Task: Your task is to reproduce exactly the lines that run from the beginning of the data through the line where "use crate::model::topology::Hybridization;" appears.

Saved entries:
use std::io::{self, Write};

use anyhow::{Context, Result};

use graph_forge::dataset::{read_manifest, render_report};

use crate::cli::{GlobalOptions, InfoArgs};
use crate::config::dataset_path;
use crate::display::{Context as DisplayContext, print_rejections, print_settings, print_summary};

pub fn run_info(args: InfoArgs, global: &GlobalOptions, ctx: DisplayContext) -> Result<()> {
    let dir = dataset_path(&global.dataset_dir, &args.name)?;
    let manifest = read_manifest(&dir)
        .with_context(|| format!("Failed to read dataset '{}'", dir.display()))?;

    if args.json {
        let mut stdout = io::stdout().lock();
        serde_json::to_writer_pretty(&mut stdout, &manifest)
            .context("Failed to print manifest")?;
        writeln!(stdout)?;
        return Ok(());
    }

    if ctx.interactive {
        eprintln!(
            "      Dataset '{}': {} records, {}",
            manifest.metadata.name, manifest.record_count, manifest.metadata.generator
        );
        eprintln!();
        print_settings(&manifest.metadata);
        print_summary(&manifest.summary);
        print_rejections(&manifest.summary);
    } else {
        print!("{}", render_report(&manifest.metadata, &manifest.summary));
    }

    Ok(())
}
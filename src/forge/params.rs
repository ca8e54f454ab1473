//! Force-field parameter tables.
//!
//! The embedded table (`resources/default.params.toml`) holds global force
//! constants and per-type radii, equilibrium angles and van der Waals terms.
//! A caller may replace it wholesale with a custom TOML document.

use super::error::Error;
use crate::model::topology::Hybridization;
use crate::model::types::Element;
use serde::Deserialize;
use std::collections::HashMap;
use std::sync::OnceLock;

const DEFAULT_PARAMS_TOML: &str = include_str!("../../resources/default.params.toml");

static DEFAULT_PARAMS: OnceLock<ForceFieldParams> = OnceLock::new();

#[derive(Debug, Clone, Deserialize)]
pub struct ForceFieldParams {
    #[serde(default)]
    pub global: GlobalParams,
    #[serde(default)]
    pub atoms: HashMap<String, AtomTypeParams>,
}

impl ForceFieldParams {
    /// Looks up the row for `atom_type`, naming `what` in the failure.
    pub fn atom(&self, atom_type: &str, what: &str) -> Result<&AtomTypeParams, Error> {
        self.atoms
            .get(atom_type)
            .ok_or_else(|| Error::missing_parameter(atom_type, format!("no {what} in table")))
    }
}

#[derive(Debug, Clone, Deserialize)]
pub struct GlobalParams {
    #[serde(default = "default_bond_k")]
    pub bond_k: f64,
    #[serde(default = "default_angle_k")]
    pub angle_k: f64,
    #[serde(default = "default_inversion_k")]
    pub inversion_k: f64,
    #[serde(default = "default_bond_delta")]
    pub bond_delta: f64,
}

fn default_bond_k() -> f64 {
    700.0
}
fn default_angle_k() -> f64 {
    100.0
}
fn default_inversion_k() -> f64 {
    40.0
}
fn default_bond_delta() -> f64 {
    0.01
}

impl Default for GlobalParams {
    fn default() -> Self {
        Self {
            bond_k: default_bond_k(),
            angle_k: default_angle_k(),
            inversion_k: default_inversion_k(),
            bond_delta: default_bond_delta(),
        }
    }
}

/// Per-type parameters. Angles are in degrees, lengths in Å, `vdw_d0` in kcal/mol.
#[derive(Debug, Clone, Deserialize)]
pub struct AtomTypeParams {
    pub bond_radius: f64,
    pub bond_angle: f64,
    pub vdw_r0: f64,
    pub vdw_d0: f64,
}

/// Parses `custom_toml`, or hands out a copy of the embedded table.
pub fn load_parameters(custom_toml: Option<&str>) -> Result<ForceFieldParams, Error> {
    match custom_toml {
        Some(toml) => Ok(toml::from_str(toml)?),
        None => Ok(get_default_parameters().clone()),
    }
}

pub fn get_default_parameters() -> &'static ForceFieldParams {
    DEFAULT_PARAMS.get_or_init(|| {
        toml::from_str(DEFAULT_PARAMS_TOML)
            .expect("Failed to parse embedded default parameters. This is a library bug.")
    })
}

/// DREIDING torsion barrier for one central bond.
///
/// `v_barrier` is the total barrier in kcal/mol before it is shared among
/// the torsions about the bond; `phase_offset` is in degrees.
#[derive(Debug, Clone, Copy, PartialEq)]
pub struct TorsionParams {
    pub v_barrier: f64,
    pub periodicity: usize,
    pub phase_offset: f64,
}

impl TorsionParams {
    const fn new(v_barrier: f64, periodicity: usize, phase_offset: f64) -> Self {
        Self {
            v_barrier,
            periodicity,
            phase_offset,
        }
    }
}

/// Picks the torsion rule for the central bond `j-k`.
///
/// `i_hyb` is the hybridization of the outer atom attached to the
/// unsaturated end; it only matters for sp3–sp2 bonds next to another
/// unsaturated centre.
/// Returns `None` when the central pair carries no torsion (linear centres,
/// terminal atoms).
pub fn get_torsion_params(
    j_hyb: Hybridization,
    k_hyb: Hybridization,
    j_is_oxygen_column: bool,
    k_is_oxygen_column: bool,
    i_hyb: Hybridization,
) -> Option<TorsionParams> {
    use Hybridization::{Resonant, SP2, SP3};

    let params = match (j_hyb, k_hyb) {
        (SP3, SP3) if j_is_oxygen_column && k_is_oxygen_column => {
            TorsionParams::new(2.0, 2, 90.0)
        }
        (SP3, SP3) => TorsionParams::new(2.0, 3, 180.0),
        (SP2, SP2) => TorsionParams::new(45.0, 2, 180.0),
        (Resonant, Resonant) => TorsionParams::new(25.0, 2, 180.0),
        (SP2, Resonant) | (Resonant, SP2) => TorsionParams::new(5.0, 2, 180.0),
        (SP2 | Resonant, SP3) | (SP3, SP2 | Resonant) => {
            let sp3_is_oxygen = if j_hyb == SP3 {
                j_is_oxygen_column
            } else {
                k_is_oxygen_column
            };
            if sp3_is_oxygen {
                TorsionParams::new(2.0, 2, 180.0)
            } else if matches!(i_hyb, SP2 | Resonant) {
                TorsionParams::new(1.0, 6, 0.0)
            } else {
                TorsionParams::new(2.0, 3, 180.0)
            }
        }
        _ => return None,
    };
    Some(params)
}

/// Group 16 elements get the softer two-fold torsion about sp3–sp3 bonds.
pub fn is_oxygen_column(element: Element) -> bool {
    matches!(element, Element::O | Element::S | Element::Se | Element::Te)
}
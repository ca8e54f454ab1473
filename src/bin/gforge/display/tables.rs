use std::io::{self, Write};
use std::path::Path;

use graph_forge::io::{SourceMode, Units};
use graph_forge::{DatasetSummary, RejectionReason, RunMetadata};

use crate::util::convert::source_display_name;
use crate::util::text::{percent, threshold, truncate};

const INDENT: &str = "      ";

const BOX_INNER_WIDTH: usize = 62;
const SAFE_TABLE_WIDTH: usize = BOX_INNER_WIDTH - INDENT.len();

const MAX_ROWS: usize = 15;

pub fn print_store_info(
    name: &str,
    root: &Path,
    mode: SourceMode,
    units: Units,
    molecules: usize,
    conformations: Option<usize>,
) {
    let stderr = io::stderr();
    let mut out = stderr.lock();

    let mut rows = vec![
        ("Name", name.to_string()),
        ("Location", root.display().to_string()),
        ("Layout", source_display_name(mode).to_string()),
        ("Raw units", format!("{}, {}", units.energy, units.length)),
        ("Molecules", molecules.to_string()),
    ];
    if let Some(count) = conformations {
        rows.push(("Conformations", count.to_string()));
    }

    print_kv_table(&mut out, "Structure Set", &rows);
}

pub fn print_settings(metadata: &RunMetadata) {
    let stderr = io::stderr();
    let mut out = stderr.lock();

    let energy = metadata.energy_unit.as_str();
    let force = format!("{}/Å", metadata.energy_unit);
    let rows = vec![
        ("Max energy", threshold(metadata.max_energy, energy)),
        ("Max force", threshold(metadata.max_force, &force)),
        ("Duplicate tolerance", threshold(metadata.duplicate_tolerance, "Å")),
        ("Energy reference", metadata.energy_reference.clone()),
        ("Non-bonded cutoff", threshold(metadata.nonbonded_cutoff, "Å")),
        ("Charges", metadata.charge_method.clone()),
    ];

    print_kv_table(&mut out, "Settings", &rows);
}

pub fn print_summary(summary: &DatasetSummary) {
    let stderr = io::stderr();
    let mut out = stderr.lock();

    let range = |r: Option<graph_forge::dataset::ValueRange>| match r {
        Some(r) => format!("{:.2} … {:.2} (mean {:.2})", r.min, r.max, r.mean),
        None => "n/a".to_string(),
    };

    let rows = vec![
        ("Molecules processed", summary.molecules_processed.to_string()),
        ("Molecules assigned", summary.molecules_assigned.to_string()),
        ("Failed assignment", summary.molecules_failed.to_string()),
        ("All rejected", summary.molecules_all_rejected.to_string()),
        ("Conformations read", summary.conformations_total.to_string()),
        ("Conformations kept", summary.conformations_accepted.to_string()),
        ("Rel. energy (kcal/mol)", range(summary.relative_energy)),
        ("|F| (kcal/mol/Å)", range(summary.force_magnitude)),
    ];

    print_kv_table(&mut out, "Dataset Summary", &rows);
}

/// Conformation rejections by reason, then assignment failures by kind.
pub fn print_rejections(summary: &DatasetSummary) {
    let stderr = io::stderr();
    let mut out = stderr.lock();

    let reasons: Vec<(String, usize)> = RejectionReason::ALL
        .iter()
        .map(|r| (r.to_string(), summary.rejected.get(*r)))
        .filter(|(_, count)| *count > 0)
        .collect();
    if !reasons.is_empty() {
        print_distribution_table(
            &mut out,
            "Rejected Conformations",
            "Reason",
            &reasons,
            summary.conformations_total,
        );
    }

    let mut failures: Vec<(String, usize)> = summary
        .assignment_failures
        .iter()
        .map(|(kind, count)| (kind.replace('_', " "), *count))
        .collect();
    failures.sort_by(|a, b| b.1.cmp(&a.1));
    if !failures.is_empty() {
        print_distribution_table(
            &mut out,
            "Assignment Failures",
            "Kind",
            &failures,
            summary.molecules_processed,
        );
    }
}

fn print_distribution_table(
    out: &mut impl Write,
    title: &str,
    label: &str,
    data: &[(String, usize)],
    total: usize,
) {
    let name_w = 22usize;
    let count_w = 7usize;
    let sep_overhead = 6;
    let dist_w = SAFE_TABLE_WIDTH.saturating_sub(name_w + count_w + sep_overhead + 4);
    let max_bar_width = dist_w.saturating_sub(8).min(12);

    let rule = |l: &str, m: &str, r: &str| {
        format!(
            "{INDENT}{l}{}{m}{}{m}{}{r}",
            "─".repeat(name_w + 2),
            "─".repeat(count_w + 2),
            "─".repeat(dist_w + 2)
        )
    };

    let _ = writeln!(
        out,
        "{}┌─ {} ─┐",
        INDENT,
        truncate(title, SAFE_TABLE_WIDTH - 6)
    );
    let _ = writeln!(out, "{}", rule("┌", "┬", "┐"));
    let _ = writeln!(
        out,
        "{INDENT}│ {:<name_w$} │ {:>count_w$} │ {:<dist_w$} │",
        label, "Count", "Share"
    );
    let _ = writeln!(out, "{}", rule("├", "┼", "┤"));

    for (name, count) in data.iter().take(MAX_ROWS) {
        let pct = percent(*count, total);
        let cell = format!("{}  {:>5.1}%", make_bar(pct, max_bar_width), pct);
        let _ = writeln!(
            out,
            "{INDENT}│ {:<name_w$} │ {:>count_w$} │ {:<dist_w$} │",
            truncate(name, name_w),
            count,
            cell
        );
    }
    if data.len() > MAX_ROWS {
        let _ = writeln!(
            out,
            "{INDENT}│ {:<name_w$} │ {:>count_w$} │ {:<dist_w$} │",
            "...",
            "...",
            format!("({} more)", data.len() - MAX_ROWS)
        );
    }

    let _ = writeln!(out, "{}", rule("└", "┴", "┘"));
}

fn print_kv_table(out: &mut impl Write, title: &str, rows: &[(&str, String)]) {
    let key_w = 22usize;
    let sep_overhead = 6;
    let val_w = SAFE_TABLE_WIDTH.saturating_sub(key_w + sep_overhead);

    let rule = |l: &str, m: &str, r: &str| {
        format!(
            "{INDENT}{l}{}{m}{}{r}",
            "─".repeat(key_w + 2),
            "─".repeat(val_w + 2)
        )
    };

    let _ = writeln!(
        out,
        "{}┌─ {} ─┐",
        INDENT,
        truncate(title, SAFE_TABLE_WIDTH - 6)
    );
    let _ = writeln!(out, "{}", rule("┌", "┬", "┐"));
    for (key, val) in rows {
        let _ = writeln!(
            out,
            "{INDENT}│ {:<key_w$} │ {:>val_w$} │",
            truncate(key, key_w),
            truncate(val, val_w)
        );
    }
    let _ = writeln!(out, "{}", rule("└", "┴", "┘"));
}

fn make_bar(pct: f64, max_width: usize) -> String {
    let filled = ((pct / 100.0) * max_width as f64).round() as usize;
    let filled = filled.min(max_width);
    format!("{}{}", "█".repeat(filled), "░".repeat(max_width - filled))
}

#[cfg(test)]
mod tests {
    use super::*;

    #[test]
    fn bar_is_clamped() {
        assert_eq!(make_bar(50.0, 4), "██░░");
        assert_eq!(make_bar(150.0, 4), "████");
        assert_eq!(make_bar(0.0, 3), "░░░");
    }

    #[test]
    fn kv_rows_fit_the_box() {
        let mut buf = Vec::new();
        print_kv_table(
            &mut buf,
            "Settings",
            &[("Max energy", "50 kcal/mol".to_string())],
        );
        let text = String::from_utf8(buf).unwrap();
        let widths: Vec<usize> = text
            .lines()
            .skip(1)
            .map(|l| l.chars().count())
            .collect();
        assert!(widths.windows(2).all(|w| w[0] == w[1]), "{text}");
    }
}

Solution:
use std::io::{self, Write};

use anyhow::{Context, Result};

use graph_forge::dataset::{read_manifest, render_report};

use crate::cli::{GlobalOptions, InfoArgs};
use crate::config::dataset_path;
use crate::display::{Context as DisplayContext, print_rejections, print_settings, print_summary};

pub fn run_info(args: InfoArgs, global: &GlobalOptions, ctx: DisplayContext) -> Result<()> {
    let dir = dataset_path(&global.dataset_dir, &args.name)?;
    let manifest = read_manifest(&dir)
        .with_context(|| format!("Failed to read dataset '{}'", dir.display()))?;

    if args.json {
        let mut stdout = io::stdout().lock();
        serde_json::to_writer_pretty(&mut stdout, &manifest)
            .context("Failed to print manifest")?;
        writeln!(stdout)?;
        return Ok(());
    }

    if ctx.interactive {
        eprintln!(
            "      Dataset '{}': {} records, {}",
            manifest.metadata.name, manifest.record_count, manifest.metadata.generator
        );
        eprintln!();
        print_settings(&manifest.metadata);
        print_summary(&manifest.summary);
        print_rejections(&manifest.summary);
    } else {
        print!("{}", render_report(&manifest.metadata, &manifest.summary));
    }

    Ok(())
}
filename src/forge/params.rs
repository ca8e54f454ab1473
//! Force-field parameter tables.
//!
//! The embedded table (`resources/default.params.toml`) holds global force
//! constants and per-type radii, equilibrium angles and van der Waals terms.
//! A caller may replace it wholesale with a custom TOML document.

use super::error::Error;
use crate::model::topology::Hybridization;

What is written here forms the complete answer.